Two-tier EU fears grow as Italy ‘days from bailout’
Italy may only have days to prevent itself needing some kind of outside help as the eurozone debt crisis engulfs even more countries, most alarmingly France.
Markets went into panic last night after Standard & Poor's mistakenly sent out a report suggesting France had already lost its prized AAA rating. It was later withdrawn, but France remains under severe pressure as rumours persist that Europe is heading towards some kind of break-up in the long term.
Markets were also chilled by gloomy forecasts from EU economics commissioner Olli Rehn that Europe is sliding towards recession.
As Italy tries to form a new unity government, headed up by former EU Commissioner Mario Monti, key players are warning that time is short for Italy to avoid needing outside assistance. Yesterday Italy's borrowing costs eased slightly to below 7pc, but remain under pressure.
The country got fresh funds in, based on borrowing for a year, but they cost the country over 6pc.

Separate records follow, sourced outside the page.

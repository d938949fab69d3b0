use std::path::Path;
use std::sync::LazyLock;

use regex::Regex;

use crate::pipeline::CommandFailure;

/// Exit code git uses for fatal errors, including a failed signing program.
pub const SIGNING_FAILURE_EXIT_CODE: i32 = 128;

static SIGNING_FAILURE: LazyLock<Regex> = LazyLock::new(|| {
    Regex::new(r"(?i)gpg failed|failed to sign|signing failed")
        .expect("signing failure pattern compiles")
});

/// `-c` override pointing `gpg.program` at the wrapper launcher. git runs the
/// program directly, so the path is not shell-quoted.
pub fn signing_program_args(wrapper: &Path) -> Vec<String> {
    vec![
        "-c".to_string(),
        format!("gpg.program={}", wrapper.display()),
    ]
}

/// A failure caused by the signing agent rather than the command itself.
pub fn is_signing_failure(failure: &CommandFailure) -> bool {
    failure.exit_code == SIGNING_FAILURE_EXIT_CODE && SIGNING_FAILURE.is_match(&failure.stderr)
}
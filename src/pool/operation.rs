use std::fmt;
use std::sync::atomic::{AtomicU64, Ordering};

use serde::{Deserialize, Serialize};
use tokio::sync::{oneshot, watch};

use crate::error::{GitwardenError, Result};
use crate::exec::{ExecOutput, ExecPayload};
use crate::pool::host::HostRequest;

static NEXT_OPERATION_ID: AtomicU64 = AtomicU64::new(0);

/// Process-wide operation identity. Never reused.
#[derive(Debug, Clone, Copy, PartialEq, Eq, Hash, PartialOrd, Ord, Serialize, Deserialize)]
#[serde(transparent)]
pub struct OperationId(pub u64);

impl OperationId {
    fn next() -> Self {
        Self(NEXT_OPERATION_ID.fetch_add(1, Ordering::Relaxed))
    }
}

impl fmt::Display for OperationId {
    fn fmt(&self, f: &mut fmt::Formatter<'_>) -> fmt::Result {
        write!(f, "op-{}", self.0)
    }
}

#[derive(Debug, Clone, Copy, PartialEq, Eq)]
pub enum OperationState {
    /// Created or handed to a host, not yet started there.
    Pending,
    /// The host reported that the subprocess was spawned.
    InProgress,
    Complete,
}

/// One unit of delegated work, owned by exactly one worker until it completes.
#[derive(Debug)]
pub struct Operation {
    id: OperationId,
    payload: ExecPayload,
    state: OperationState,
    responder: Option<oneshot::Sender<ExecOutput>>,
    started: watch::Sender<Option<u32>>,
}

impl Operation {
    /// Create an operation and the caller-side handle for its result.
    pub fn new(payload: ExecPayload) -> (Self, PendingOperation) {
        let id = OperationId::next();
        let (tx, rx) = oneshot::channel();
        let (started_tx, started_rx) = watch::channel(None);
        let op = Self {
            id,
            payload,
            state: OperationState::Pending,
            responder: Some(tx),
            started: started_tx,
        };
        let pending = PendingOperation {
            id,
            result: rx,
            started: started_rx,
        };
        (op, pending)
    }

    pub fn id(&self) -> OperationId {
        self.id
    }

    pub fn state(&self) -> OperationState {
        self.state
    }

    pub fn payload(&self) -> &ExecPayload {
        &self.payload
    }

    /// Marshal `{payload, id}` through `transport`.
    ///
    /// Resets the state to pending, so a resubmitted operation starts over.
    pub fn execute<F>(&mut self, transport: F) -> Result<()>
    where
        F: FnOnce(HostRequest) -> Result<()>,
    {
        self.state = OperationState::Pending;
        transport(HostRequest {
            id: self.id,
            payload: self.payload.clone(),
        })
    }

    pub fn set_in_progress(&mut self, pid: u32) {
        self.state = OperationState::InProgress;
        self.started.send_replace(Some(pid));
    }

    /// Resolve the caller's deferred result.
    pub fn complete(&mut self, output: ExecOutput) {
        self.state = OperationState::Complete;
        if let Some(responder) = self.responder.take() {
            // Receiver gone means the caller gave up waiting.
            let _ = responder.send(output);
        }
    }
}

/// Caller-side handle: the deferred result of an [`Operation`].
#[derive(Debug)]
pub struct PendingOperation {
    id: OperationId,
    result: oneshot::Receiver<ExecOutput>,
    started: watch::Receiver<Option<u32>>,
}

impl PendingOperation {
    pub fn id(&self) -> OperationId {
        self.id
    }

    /// Watch the pid of the subprocess running this operation. Updated again
    /// if the operation is resubmitted to a replacement host.
    pub fn started(&self) -> watch::Receiver<Option<u32>> {
        self.started.clone()
    }

    /// Wait for the result. Fails if the operation was dropped without one.
    pub async fn wait(self) -> Result<ExecOutput> {
        self.result.await.map_err(|_| GitwardenError::HostUnavailable {
            reason: format!("{} was dropped before completing", self.id),
        })
    }
}
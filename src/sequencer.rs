//! Per-resource serialized task queue.
//!
//! A [`Sequencer`] runs at most one task at a time, in submission order. A
//! failing (or panicking) task settles its own caller with an error and the
//! queue moves on to the next one. [`SequencerMap`] hands out one sequencer per
//! working directory so unrelated repositories never wait on each other.

use std::collections::VecDeque;
use std::future::Future;
use std::path::{Path, PathBuf};
use std::pin::Pin;
use std::sync::{Arc, Mutex};

use dashmap::DashMap;
use tokio::sync::oneshot;
use tracing::{debug, warn};

use crate::error::{GitwardenError, Result};

type Job = Pin<Box<dyn Future<Output = ()> + Send>>;

#[derive(Default)]
struct SequencerState {
    pending: VecDeque<Job>,
    running: bool,
}

/// Serialized async queue. Cheap to clone; clones share the same queue.
#[derive(Clone, Default)]
pub struct Sequencer {
    state: Arc<Mutex<SequencerState>>,
}

impl Sequencer {
    pub fn new() -> Self {
        Self::default()
    }

    /// Enqueue `action` and return a future for its result.
    ///
    /// The task is enqueued before this returns, so submission order is the
    /// order of `push` calls, not the order in which the returned futures are
    /// awaited.
    pub fn push<F, T>(&self, action: F) -> impl Future<Output = Result<T>> + Send + 'static
    where
        F: Future<Output = Result<T>> + Send + 'static,
        T: Send + 'static,
    {
        let (tx, rx) = oneshot::channel();
        let job: Job = Box::pin(async move {
            // The caller may have stopped listening; the task still counts as settled.
            let _ = tx.send(action.await);
        });

        let start_loop = {
            let mut state = self.state.lock().unwrap_or_else(|e| e.into_inner());
            state.pending.push_back(job);
            if state.running {
                false
            } else {
                state.running = true;
                true
            }
        };

        if start_loop {
            tokio::spawn(drain(self.state.clone()));
        }

        async move { rx.await.map_err(|_| GitwardenError::TaskAborted)? }
    }

    /// Number of tasks waiting behind the one currently running.
    pub fn pending(&self) -> usize {
        self.state
            .lock()
            .unwrap_or_else(|e| e.into_inner())
            .pending
            .len()
    }

    pub fn is_running(&self) -> bool {
        self.state.lock().unwrap_or_else(|e| e.into_inner()).running
    }
}

async fn drain(state: Arc<Mutex<SequencerState>>) {
    loop {
        let job = {
            let mut guard = state.lock().unwrap_or_else(|e| e.into_inner());
            match guard.pending.pop_front() {
                Some(job) => job,
                None => {
                    guard.running = false;
                    return;
                }
            }
        };

        // Each job gets its own task so a panic is contained to that job.
        if let Err(e) = tokio::spawn(job).await {
            warn!(error = %e, "sequenced task did not complete");
        }
    }
}

/// One [`Sequencer`] per working directory. Entries for directories with
/// nothing queued are dropped by [`remove_idle`](SequencerMap::remove_idle).
#[derive(Default)]
pub struct SequencerMap {
    sequencers: DashMap<PathBuf, Sequencer>,
}

impl SequencerMap {
    pub fn new() -> Self {
        Self::default()
    }

    /// The sequencer bound to `dir`, created on first use.
    pub fn for_dir(&self, dir: &Path) -> Sequencer {
        if let Some(existing) = self.sequencers.get(dir) {
            return existing.clone();
        }
        debug!(dir = %dir.display(), "creating sequencer");
        self.sequencers
            .entry(dir.to_path_buf())
            .or_default()
            .clone()
    }

    /// Drop sequencers that have no queued work and no outside handles.
    /// Returns how many were removed.
    ///
    /// Handles are cloned from the map under its shard lock, and a busy queue
    /// holds its own reference, so a sequencer that is only referenced by the
    /// map cannot be in use.
    pub fn remove_idle(&self) -> usize {
        let before = self.sequencers.len();
        self.sequencers
            .retain(|_, sequencer| Arc::strong_count(&sequencer.state) > 1);
        let removed = before.saturating_sub(self.sequencers.len());
        if removed > 0 {
            debug!(removed, "dropped idle sequencers");
        }
        removed
    }

    pub fn len(&self) -> usize {
        self.sequencers.len()
    }

    pub fn is_empty(&self) -> bool {
        self.sequencers.is_empty()
    }
}

#[cfg(test)]
mod tests {
    use super::*;

    #[tokio::test]
    async fn idle_sequencer_stops_its_loop() {
        let seq = Sequencer::new();
        let value = seq.push(async { Ok::<_, GitwardenError>(7) }).await.unwrap();
        assert_eq!(value, 7);

        // The loop clears the flag right after the last job settles.
        for _ in 0..50 {
            if !seq.is_running() {
                break;
            }
            tokio::task::yield_now().await;
        }
        assert!(!seq.is_running());
        assert_eq!(seq.pending(), 0);
    }

    #[test]
    fn map_reuses_sequencer_per_dir() {
        let map = SequencerMap::new();
        let a = map.for_dir(Path::new("/repo/a"));
        let _ = map.for_dir(Path::new("/repo/b"));
        let a_again = map.for_dir(Path::new("/repo/a"));

        assert_eq!(map.len(), 2);
        assert!(Arc::ptr_eq(&a.state, &a_again.state));
    }

    #[test]
    fn idle_entries_are_removed_but_held_ones_stay() {
        let map = SequencerMap::new();
        let held = map.for_dir(Path::new("/repo/held"));
        drop(map.for_dir(Path::new("/repo/idle")));

        assert_eq!(map.remove_idle(), 1);
        assert_eq!(map.len(), 1);
        drop(held);
        assert_eq!(map.remove_idle(), 1);
        assert!(map.is_empty());
    }
}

Klaus Regling, head of Europe's rescue fund, made markets nervous last night when he said: "Italy is running out of time to calm markets."
While most experts believe his fund does not have the resources to keep Italy afloat long term, Mr Regling said he would still talk to Italy. "If a country comes and says, it needs help immediately, then we are ready."
Mr Monti could be installed as early as Sunday, although slippage and a breakdown in talks cannot be ruled out.
Greece has installed a former ECB executive, Lucas Papademos, as its new prime minister in an attempt to push through a major austerity programme.
France, meanwhile, is finding itself increasingly facing higher borrowing costs, as worries grow about its AAA rating. The gap between what Germany borrows at and what France borrows at is at a fresh high.
'The Daily Telegraph' claimed last night France was drawing up plans to create a new breakaway organisation of eurozone countries with its own treaty, parliament and headquarters -- a move which could significantly undermine the existing EU. However, suggestions of breakaways are for now being officially.
France risks becoming the next victim of the sovereign-debt crisis as early as "in the coming weeks", Gordon Brown, the former UK prime minister, also warned yesterday.
"France is in danger of being picked off by the markets in the coming weeks and months," Mr Brown said at an event in Moscow.
The collapse of the eurozone would cause a crash that would instantly wipe out half of the value of Europe's economy, plunging the continent into a depression as deep as 1930s slump, the president of the European Commission has warned.
Jose Manuel Barroso issued his chilling warning as France began diplomatic overtures to create a eurozone vanguard, potentially with fewer than the 17 existing members of the single currency.
Mr Barroso said that if the euro area of the 17 member states or the wider 27-country EU broke apart, the estimated initial cost would be up to 50pc of European gross domestic product (GDP).
"It would jeopardise the future prosperity of the next generation. That is the threat that hangs over us," he said.
In a Berlin speech aimed at tackling head on any support for a smaller elite eurozone compromised of the EU's strongest economies, Mr Barroso warned that the consequence of a split would be a million lost jobs in Germany.
The key nervousness last night was caused by Standard & Poor's, which sent out an erroneous message to subscribers suggesting France's top credit rating had been downgraded.
A downgrade of France's credit rating would affect the rating of the European Financial Stability Facility, the bailout fund for struggling euro member countries that has funded rescue packages for Greece, Ireland and Portugal partially through bond sales.